Records from a data source
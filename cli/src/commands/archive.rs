//! # reportpub Archive Command
//!
//! File: cli/src/commands/archive.rs
//!
//! ## Overview
//!
//! `reportpub archive` zips the configured report directory into the
//! configured archive path and stops there. It is also the first half of
//! `reportpub run`.
//!
//! ```bash
//! reportpub archive --source-dir build/reports --archive build/reports.zip
//! ```
//!
use crate::common::archive::zip::{self, ArchiveSummary};
use crate::core::config::Config;
use crate::core::error::Result;
use anyhow::Context;
use tracing::{info, warn};

/// Builds the archive and prints the confirmation line.
///
/// # Errors
///
/// Propagates any failure from `create_zip_archive`, with the source and
/// destination named in the error context.
pub fn handle_archive(config: &Config) -> Result<ArchiveSummary> {
    info!(
        "Archiving {} into {}",
        config.source_dir.display(),
        config.archive_path.display()
    );
    let summary = zip::create_zip_archive(&config.source_dir, &config.archive_path)
        .with_context(|| {
            format!(
                "Failed to zip folder {} into {}",
                config.source_dir.display(),
                config.archive_path.display()
            )
        })?;
    if summary.entries == 0 {
        warn!(
            "No files found under {}; the archive is empty.",
            config.source_dir.display()
        );
    }
    println!(
        "✅ Zipped folder {} -> {} ({} files)",
        config.source_dir.display(),
        summary.path.display(),
        summary.entries
    );
    Ok(summary)
}
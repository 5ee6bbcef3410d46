//! # reportpub Core Infrastructure
//!
//! File: cli/src/core/mod.rs
//!
//! ## Overview
//!
//! This module aggregates the core infrastructure that the commands build on:
//! - `config`: Configuration loading, merging, and validation
//! - `error`: Error types and the crate-wide `Result` alias
//!
//! ## Usage
//!
//! ```rust
//! use crate::core::config::{self, Config};
//! use crate::core::error::{ReportpubError, Result};
//! ```
//!
pub mod config;
pub mod error;
//! # reportpub Main Entry Point
//!
//! File: cli/src/main.rs
//!
//! ## Overview
//!
//! `reportpub` is a one-shot CI utility: it zips a directory of test reports,
//! base64-encodes the archive and publishes it as a single message to a
//! Google Cloud Pub/Sub topic. This file handles:
//! - Command-line argument parsing using Clap
//! - Setting up the logging system based on verbosity flags
//! - Loading configuration and routing to the command handlers
//!
//! ## Examples
//!
//! ```bash
//! # Archive src/build/reports and publish it with the built-in defaults
//! reportpub
//!
//! # Only build the archive, with more logging
//! reportpub -v archive --source-dir build/test-results
//!
//! # Publish an existing archive to a local emulator
//! PUBSUB_EMULATOR_HOST=localhost:8085 reportpub publish --submission-id 42
//! ```
//!
//! Command processing flow:
//! 1. Parse command-line args via Clap
//! 2. Configure logging based on verbosity level
//! 3. Load and validate configuration
//! 4. Route to the command handler
//! 5. Print any error and exit with status 1
//!
use clap::{Parser, Subcommand};
use tracing_subscriber::{fmt, EnvFilter};

mod commands; // Subcommand handlers (archive, publish, run)
mod common; // Shared utilities (archive, fs, process, pubsub)
mod core; // Configuration and error types

use crate::core::config::{self, ConfigArgs};
use crate::core::error::Result;

/// Top-level command-line arguments.
#[derive(Parser, Debug)]
#[command(
    name = "reportpub",
    about = "📦 reportpub 📤: Zip CI test reports and publish them to a Pub/Sub topic",
    long_about = "Zip a directory of test reports, base64-encode the archive and publish it\n\
                  as a single message to a Google Cloud Pub/Sub topic.\n\
                  Without a subcommand, `run` is assumed.",
    propagate_version = true,
    version
)]
struct Cli {
    #[command(subcommand)]
    command: Option<Commands>,
    #[command(flatten)]
    config: ConfigArgs,
    #[arg(short, long, action = clap::ArgAction::Count, global = true)]
    verbose: u8,
}

/// Available subcommands.
#[derive(Subcommand, Debug, Clone, Copy, PartialEq, Eq)]
enum Commands {
    /// Archive the report directory, then publish it (default).
    Run,
    /// Only create the zip archive.
    #[command(alias = "a")]
    Archive,
    /// Only publish an existing archive.
    #[command(alias = "p")]
    Publish,
}

async fn dispatch(command: Commands, config_args: &ConfigArgs) -> Result<()> {
    let config = config::load_config(config_args)?;
    match command {
        Commands::Run => commands::run::handle_run(&config).await,
        Commands::Archive => commands::archive::handle_archive(&config).map(|_| ()),
        Commands::Publish => commands::publish::handle_publish(&config)
            .await
            .map(|_| ()),
    }
}

#[tokio::main]
async fn main() -> anyhow::Result<()> {
    let cli = Cli::parse();

    let log_level = match cli.verbose {
        0 => "warn",
        1 => "info",
        2 => "debug",
        _ => "trace",
    };
    let env_filter =
        EnvFilter::try_from_default_env().unwrap_or_else(|_| EnvFilter::new(log_level));
    fmt::Subscriber::builder()
        .with_env_filter(env_filter)
        .with_writer(std::io::stderr)
        .with_target(false)
        .compact()
        .init();

    tracing::debug!("Parsed CLI arguments: {:?}", cli.command);

    let command = cli.command.unwrap_or(Commands::Run);
    if let Err(e) = dispatch(command, &cli.config).await {
        tracing::error!("Command execution failed: {:?}", e);
        eprintln!("Error: {:#}", e);
        std::process::exit(1);
    }

    Ok(())
}
//! # reportpub Run Command
//!
//! File: cli/src/commands/run.rs
//!
//! ## Overview
//!
//! `reportpub run` (and plain `reportpub`) performs the whole pipeline:
//! archive the report directory, then publish the archive. Publishing only
//! starts once the archive has been completely written; if archiving fails,
//! nothing is published.
//!
use super::{archive, publish};
use crate::core::config::Config;
use crate::core::error::Result;
use tracing::info;

/// Archives, then publishes.
pub async fn handle_run(config: &Config) -> Result<()> {
    let summary = archive::handle_archive(config)?;
    info!(
        "Archive ready ({} entries, {} bytes); publishing.",
        summary.entries, summary.bytes
    );
    publish::handle_publish(config).await?;
    Ok(())
}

*ACTION ITEM*: Above are the entries; copy out every line among them that contains the word "verbosity".

*TASK OUTPUT*:
//! - Setting up the logging system based on verbosity flags
//! 2. Configure logging based on verbosity level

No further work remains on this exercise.